由于类固醇激素在动物体内血液中迅速被结合，然后通过不同的途径分泌到尿液和经胆汁排到肠道中，类固醇激素通过与葡萄糖醛酸或硫酸盐结合，形成水溶性的无活性的葡萄糖苷酸或硫酸盐而被排泄到粪便和尿液中。动物尿液中和粪便中雌激素主要由雌酮、17α-雌二醇、17β-雌二醇组成；在粪便中孕酮代谢物主要有5α-孕烷、5β-孕烷，这与血液中的雌激素和孕酮种类基本相同。因此，测定母畜尿液、粪便等方法以代替测定血液监测母畜卵巢及其它生殖器官的活动，此种检测方法采样简单，对动物产生的负面影响小、灵敏度高，特异性好，易于操作检测，并且结果可靠。

发明内容

针对上述现有技术，本发明的目的是针对目前利用血液测定动物孕激素含量的方法所存在的不足，如动物应激、伤害、采血难度大等现状，利用竞争性酶免法测定粪便中生殖激素浓度以监控母猪卵巢机能，该方法所需要样品易收集，对动物基本无伤害，测得的结果可靠，能够代替测定动物血液方法监控动物一系列生殖活动。

本发明是通过以下技术方案实现的：

一种母猪粪便孕激素的酶免测定法，步骤如下：

1)样品收集：收集母猪粪便并称0.5g溶于20ml测定缓冲液中，离心(3000转/分，10分钟)，取上清，放于4℃待测；

2)竞争ELISA测定样品中孕激素的含量：

A)孕酮抗体包被：用含1∶10000抗体的包被缓冲液包被96孔酶标板，4℃冰箱放置24小时，待用；

B)封闭：舍去内容物，封闭缓冲液封闭包被孔，每孔280μl，37℃放置2h；

C)加待测样：取出包被板，舍去内容物，用洗涤液冲洗三次，3分钟/次；然后每孔加入待测样品100ul/孔，再加1∶10000倍的孕酮酶标物工作液，37℃温育2小时以上；

D)显色：用洗涤液冲洗三次，3分钟/次；加入底物液，200ul/孔，37℃避光，放置30分钟以上；

E)终止：加入终止液，终止酶促反应；

F)读取OD_492nm值：用酶标仪在492nm波长处读取各孔的光密度值；

G)OD值到浓度的换算：将标准曲线直线化：设样本孕酮浓度为X，结合率(E/E0：样品孔的OD值/零标准孔的OD值))为y可得方程y＝a+blnx，利用回归方程即可求得待测样本的孕酮含量pg/100ul工作液。

所述步骤(1)中的测定缓冲液为碳酸盐缓冲液(pH值为9.6)、Tris盐酸缓冲液(pH值为7.4)、磷酸盐缓冲液(pH值为7.4)或蒸馏水(pH值为7.0)，优选蒸馏水。

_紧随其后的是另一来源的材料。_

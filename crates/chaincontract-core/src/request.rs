//! JSON-RPC 2.0 wire types.

use serde::{Deserialize, Serialize};
use serde_json::Value;

/// JSON-RPC request ID: string, number, or null.
#[derive(Debug, Clone, PartialEq, Serialize, Deserialize)]
#[serde(untagged)]
pub enum RpcId {
    Number(u64),
    String(String),
    Null,
}

impl std::fmt::Display for RpcId {
    fn fmt(&self, f: &mut std::fmt::Formatter<'_>) -> std::fmt::Result {
        match self {
            Self::Number(n) => write!(f, "{n}"),
            Self::String(s) => write!(f, "{s}"),
            Self::Null => write!(f, "null"),
        }
    }
}

/// A JSON-RPC 2.0 request.
#[derive(Debug, Clone, Serialize, Deserialize)]
pub struct JsonRpcRequest {
    pub jsonrpc: String,
    pub method: String,
    pub params: Vec<Value>,
    pub id: RpcId,
}

impl JsonRpcRequest {
    pub fn new(id: u64, method: impl Into<String>, params: Vec<Value>) -> Self {
        Self {
            jsonrpc: "2.0".into(),
            method: method.into(),
            params,
            id: RpcId::Number(id),
        }
    }
}

/// A JSON-RPC 2.0 error object.
#[derive(Debug, Clone, PartialEq, Serialize, Deserialize)]
pub struct JsonRpcError {
    pub code: i64,
    pub message: String,
    #[serde(skip_serializing_if = "Option::is_none")]
    pub data: Option<Value>,
}

impl std::fmt::Display for JsonRpcError {
    fn fmt(&self, f: &mut std::fmt::Formatter<'_>) -> std::fmt::Result {
        write!(f, "JSON-RPC error {}: {}", self.code, self.message)
    }
}

/// A JSON-RPC 2.0 response.
#[derive(Debug, Clone, Serialize, Deserialize)]
pub struct JsonRpcResponse {
    pub jsonrpc: String,
    pub id: RpcId,
    #[serde(default, skip_serializing_if = "Option::is_none")]
    pub result: Option<Value>,
    #[serde(default, skip_serializing_if = "Option::is_none")]
    pub error: Option<JsonRpcError>,
}

impl JsonRpcResponse {
    /// Successful response carrying `result`.
    pub fn success(id: RpcId, result: Value) -> Self {
        Self {
            jsonrpc: "2.0".into(),
            id,
            result: Some(result),
            error: None,
        }
    }

    /// Error response carrying `error`.
    pub fn failure(id: RpcId, error: JsonRpcError) -> Self {
        Self {
            jsonrpc: "2.0".into(),
            id,
            result: None,
            error: Some(error),
        }
    }

    /// Unwrap the result value or return the node's error object.
    /// A missing `result` is read as JSON `null` (e.g. a pending receipt).
    pub fn into_result(self) -> Result<Value, JsonRpcError> {
        match self.error {
            Some(err) => Err(err),
            None => Ok(self.result.unwrap_or(Value::Null)),
        }
    }
}

#[cfg(test)]
mod tests {
    use super::*;

    #[test]
    fn request_serialization() {
        let req = JsonRpcRequest::new(7, "eth_getLogs", vec![serde_json::json!({})]);
        let json = serde_json::to_string(&req).unwrap();
        assert!(json.contains("\"jsonrpc\":\"2.0\""));
        assert!(json.contains("\"method\":\"eth_getLogs\""));
        assert!(json.contains("\"id\":7"));
    }

    #[test]
    fn null_result_is_ok() {
        let resp: JsonRpcResponse =
            serde_json::from_str(r#"{"jsonrpc":"2.0","id":1,"result":null}"#).unwrap();
        assert_eq!(resp.into_result().unwrap(), Value::Null);
    }

    #[test]
    fn error_response_into_result() {
        let resp = JsonRpcResponse::failure(
            RpcId::Number(1),
            JsonRpcError {
                code: -32000,
                message: "filter not found".into(),
                data: None,
            },
        );
        let err = resp.into_result().unwrap_err();
        assert_eq!(err.code, -32000);
    }
}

所述标准曲线的回归方程为：E/E0＝-8.387lnx+108.7(r＝-0.9932)。

一种检测母猪发情期的方法：利用上述方法测定母猪粪便中的孕酮浓度，然后做出判断：空怀母猪粪样孕酮含量为50～200ng/g时，可以确认为发情；当配种后母猪孕酮的含量超过330ng/g粪样时，可以确认其妊娠；小于190ng/g粪样时，可以确认其没有妊娠。